Mercedes mira desde el escenario. Se le nota, igual que en el primer Opera, cierta dificultad para respirar. Pero esboza una sonrisa. Escucha otra de la popular (“Negra no te vayas, negra vení, quedate en Argentina, que este es tu país”), cierra los ojos como en un rito ancestral, y canta “Guitarra enlunarada”, fina gema de Marcos y Paulo Valle. La canción es calma y baja la espuma. Pero sobre todo sirve para hacer un alto y reflexionar que hubo un bien que por mal vino.
Ferro ratifica lo que habían mostrado los Opera.
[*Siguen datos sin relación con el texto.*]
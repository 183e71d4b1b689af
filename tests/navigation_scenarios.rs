use anyhow::Result;
use async_trait::async_trait;
use lemmy_votes_bot::nav::{
    NavAction, NavError, NavOutcome, NavTransport, NavigatorSession, OpenOptions, PagePayload,
    SessionId,
};
use lemmy_votes_bot::votes::{
    BatchCursor, PageKind, QueryParams, RenderMode, Resource, VoteAggregate, VoteBatch,
    VoteRecord, VotesApi, VotesError,
};
use std::collections::HashMap;
use std::sync::{Arc, Mutex};

/// Backend that serves fixed batches by offset and counts requests.
struct FixedBackend {
    batches: HashMap<u64, VoteBatch>,
    offsets: Mutex<Vec<u64>>,
}

impl FixedBackend {
    fn new(batches: Vec<(u64, VoteBatch)>) -> Arc<Self> {
        Arc::new(Self {
            batches: batches.into_iter().collect(),
            offsets: Mutex::new(Vec::new()),
        })
    }

    fn offsets(&self) -> Vec<u64> {
        self.offsets
            .lock()
            .unwrap_or_else(std::sync::PoisonError::into_inner)
            .clone()
    }
}

#[async_trait]
impl VotesApi for FixedBackend {
    async fn fetch_votes(&self, query: &QueryParams) -> Result<VoteBatch, VotesError> {
        self.offsets
            .lock()
            .unwrap_or_else(std::sync::PoisonError::into_inner)
            .push(query.offset());
        self.batches
            .get(&query.offset())
            .cloned()
            .ok_or_else(|| VotesError::Api {
                status: 500,
                message: "no such batch".to_string(),
            })
    }
}

/// Transport that keeps every payload it was asked to show.
#[derive(Clone, Default)]
struct MemoryTransport {
    shown: Arc<Mutex<Vec<PagePayload>>>,
}

impl MemoryTransport {
    fn shown(&self) -> Vec<PagePayload> {
        self.shown
            .lock()
            .unwrap_or_else(std::sync::PoisonError::into_inner)
            .clone()
    }
}

#[async_trait]
impl NavTransport for MemoryTransport {
    type Handle = usize;

    async fn create_response(&self, payload: &PagePayload) -> Result<usize> {
        let mut shown = self
            .shown
            .lock()
            .unwrap_or_else(std::sync::PoisonError::into_inner);
        shown.push(payload.clone());
        Ok(1)
    }

    async fn edit_response(&self, _handle: &usize, payload: &PagePayload) -> Result<()> {
        self.shown
            .lock()
            .unwrap_or_else(std::sync::PoisonError::into_inner)
            .push(payload.clone());
        Ok(())
    }
}

fn votes(first: usize, n: usize) -> Vec<VoteRecord> {
    (first..first + n)
        .map(|i| VoteRecord {
            author_name: format!("user{i}"),
            score: 1,
            author_ref: format!("https://lemmy.world/u/user{i}"),
            created_at: None,
        })
        .collect()
}

fn listing(first: usize, n: usize, next_offset: Option<u64>) -> VoteBatch {
    VoteBatch {
        records: votes(first, n),
        total_count: 40,
        next_offset,
        aggregate: None,
    }
}

async fn open(
    backend: Arc<FixedBackend>,
    mode: RenderMode,
) -> Result<(NavigatorSession<MemoryTransport>, MemoryTransport), NavError> {
    let query = QueryParams::new(Resource::Post, "https://lemmy.world/post/42", 10)?;
    let transport = MemoryTransport::default();
    let session = NavigatorSession::open(
        SessionId::new(),
        BatchCursor::new(backend, query, mode),
        transport.clone(),
        OpenOptions::default(),
    )
    .await?;
    Ok((session, transport))
}

#[tokio::test]
async fn browsing_forward_and_back_fetches_each_batch_once() -> Result<(), NavError> {
    let backend = FixedBackend::new(vec![
        (0, listing(0, 10, Some(10))),
        (10, listing(10, 10, Some(20))),
        (20, listing(20, 10, None)),
    ]);
    let (mut session, transport) = open(backend.clone(), RenderMode::PerRecord).await?;

    for action in [NavAction::Next, NavAction::Next, NavAction::Prev, NavAction::Prev] {
        assert_eq!(session.handle_action(action).await?, NavOutcome::Rendered);
    }
    assert_eq!(backend.offsets(), vec![0, 10, 20]);

    // Forward again is served from the cache
    session.handle_action(NavAction::Next).await?;
    session.handle_action(NavAction::Next).await?;
    assert_eq!(backend.offsets(), vec![0, 10, 20]);

    let shown = transport.shown();
    assert_eq!(shown[0].page, shown[4].page);
    assert_eq!(shown[2].page, shown[6].page);

    // Last page known: indicator shows the total, next is off
    let last = shown.last().map(|p| p.controls.clone());
    let last = last.unwrap_or_else(|| panic!("pages were shown"));
    assert_eq!(last.indicator, "3/3");
    assert!(!last.next);
    Ok(())
}

#[tokio::test]
async fn null_next_offset_makes_next_a_no_op() -> Result<(), NavError> {
    let backend = FixedBackend::new(vec![(0, listing(0, 5, None))]);
    let (mut session, transport) = open(backend.clone(), RenderMode::PerRecord).await?;

    assert!(!transport.shown()[0].controls.next);
    assert_eq!(
        session.handle_action(NavAction::Next).await?,
        NavOutcome::NoFurtherPage
    );
    assert_eq!(session.current_index(), 0);
    assert_eq!(backend.offsets(), vec![0]);
    Ok(())
}

#[tokio::test]
async fn first_fetch_failure_sends_nothing() {
    let backend = FixedBackend::new(Vec::new());
    let result = open(backend, RenderMode::PerRecord).await;
    assert!(matches!(result, Err(NavError::Open(_))));
}

#[tokio::test]
async fn empty_result_shows_placeholder() -> Result<(), NavError> {
    let backend = FixedBackend::new(vec![(0, listing(0, 0, None))]);
    let (_session, transport) = open(backend, RenderMode::PerRecord).await?;

    let shown = transport.shown();
    assert_eq!(shown.len(), 1);
    assert_eq!(shown[0].page.kind, PageKind::Empty);
    assert!(shown[0].html().contains("Nothing to see here."));
    Ok(())
}

#[tokio::test]
async fn summary_of_zero_votes_has_zero_ratio() -> Result<(), NavError> {
    let backend = FixedBackend::new(vec![(
        0,
        VoteBatch {
            records: Vec::new(),
            total_count: 0,
            next_offset: None,
            aggregate: Some(VoteAggregate {
                upvotes: 0,
                downvotes: 0,
                total_score: 0,
            }),
        },
    )]);
    let (_session, transport) = open(backend, RenderMode::AggregateSummary).await?;

    let page = &transport.shown()[0].page;
    assert_eq!(page.kind, PageKind::Summary);
    assert!(page.body.contains("Upvote ratio: 0.0%"));
    Ok(())
}

#[tokio::test]
async fn stop_disables_controls_and_keeps_content() -> Result<(), NavError> {
    let backend = FixedBackend::new(vec![(0, listing(0, 10, Some(10)))]);
    let (mut session, transport) = open(backend, RenderMode::PerRecord).await?;

    assert_eq!(session.handle_action(NavAction::Stop).await?, NavOutcome::Closed);
    assert_eq!(session.handle_action(NavAction::Next).await?, NavOutcome::Closed);

    let shown = transport.shown();
    assert_eq!(shown.len(), 2);
    assert_eq!(shown[0].page, shown[1].page);
    assert!(!shown[1].controls.is_interactive());
    Ok(())
}
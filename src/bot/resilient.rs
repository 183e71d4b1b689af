//! Resilient messaging utilities with automatic retry for Telegram API operations.
//!
//! Wrappers around sending and editing navigator messages that retry on
//! transient network failures using exponential backoff with jitter.

use anyhow::Result;
use teloxide::prelude::*;
use teloxide::RequestError;
use teloxide::types::{ChatId, InlineKeyboardMarkup, Message, MessageId, ParseMode};
use tracing::debug;

const ERROR_NOT_MODIFIED: &str = "message is not modified";

/// Telegram rejects edits that change nothing; for a full re-render that is success.
fn is_not_modified(error: &str) -> bool {
    error.contains(ERROR_NOT_MODIFIED)
}

/// Send an HTML page with its keyboard, retrying on network failures.
///
/// `silent` sends without a notification sound.
///
/// # Errors
///
/// Returns the last Telegram error after all retries are exhausted.
pub async fn send_page_resilient(
    bot: &Bot,
    chat_id: ChatId,
    html: &str,
    keyboard: &InlineKeyboardMarkup,
    silent: bool,
) -> Result<Message> {
    crate::utils::retry_telegram_operation(|| async {
        let mut req = bot
            .send_message(chat_id, html.to_string())
            .parse_mode(ParseMode::Html)
            .reply_markup(keyboard.clone());
        if silent {
            req = req.disable_notification(true);
        }
        req.await
            .map_err(|e| anyhow::anyhow!("Telegram send error: {e}"))
    })
    .await
}

/// How a failed edit should be handled
#[derive(Debug, Clone, Copy, PartialEq, Eq)]
enum EditFailure {
    /// Telegram already shows this content
    NotModified,
    /// Telegram rejected the edit; retrying cannot help
    Rejected,
    /// Network trouble or rate limiting; worth another attempt
    Transient,
}

fn classify_edit_error(error: &RequestError) -> EditFailure {
    if is_not_modified(&error.to_string()) {
        EditFailure::NotModified
    } else if matches!(error, RequestError::Api(_)) {
        EditFailure::Rejected
    } else {
        EditFailure::Transient
    }
}

/// Replace a page message's text and keyboard, retrying on network failures.
///
/// An edit that Telegram reports as "not modified" counts as done. API
/// rejections (e.g. "message to edit not found") fail at once without retries.
///
/// # Errors
///
/// Returns the Telegram error after a rejection or once all retries are exhausted.
pub async fn edit_page_resilient(
    bot: &Bot,
    chat_id: ChatId,
    msg_id: MessageId,
    html: &str,
    keyboard: &InlineKeyboardMarkup,
) -> Result<()> {
    let rejection = crate::utils::retry_telegram_operation(|| async {
        match bot
            .edit_message_text(chat_id, msg_id, html.to_string())
            .parse_mode(ParseMode::Html)
            .reply_markup(keyboard.clone())
            .await
        {
            Ok(_) => Ok(None),
            Err(e) => match classify_edit_error(&e) {
                EditFailure::NotModified => {
                    debug!("Message update skipped: {e}");
                    Ok(None)
                }
                EditFailure::Rejected => Ok(Some(e)),
                EditFailure::Transient => Err(anyhow::anyhow!("Telegram edit error: {e}")),
            },
        }
    })
    .await?;

    match rejection {
        Some(e) => Err(anyhow::anyhow!("Telegram edit rejected: {e}")),
        None => Ok(()),
    }
}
Más allá de conservar el talante telúrico que durante esas noches también mostraría en piezas como “Cuando tenga la tierra” o “Canción con todos”, el cobijo de su amplio poncho contenía también la punta del iceberg de una convivencia de géneros musicales que, hasta entonces, las músicas de raíz habían resistido aceptar. Y entonces se vio subir otra vez a Charly con su Yamaha para compartir con ella otra vez “Cuando me empiece a quedar solo”, y sorprender a propios y extraños con otra de “Inconsciente colectivo” por vez primera. Y entonces volvió a aparecer León Gieco. Y entonces la música popular toda se pegó un abrazo flor porque, claro, también se los vio por ahí a Tarrago Ros, a Piero, a Ramírez.
Como un pájaro libre empezó a vivir entonces Mercedes… Y bien merecido que lo tenía.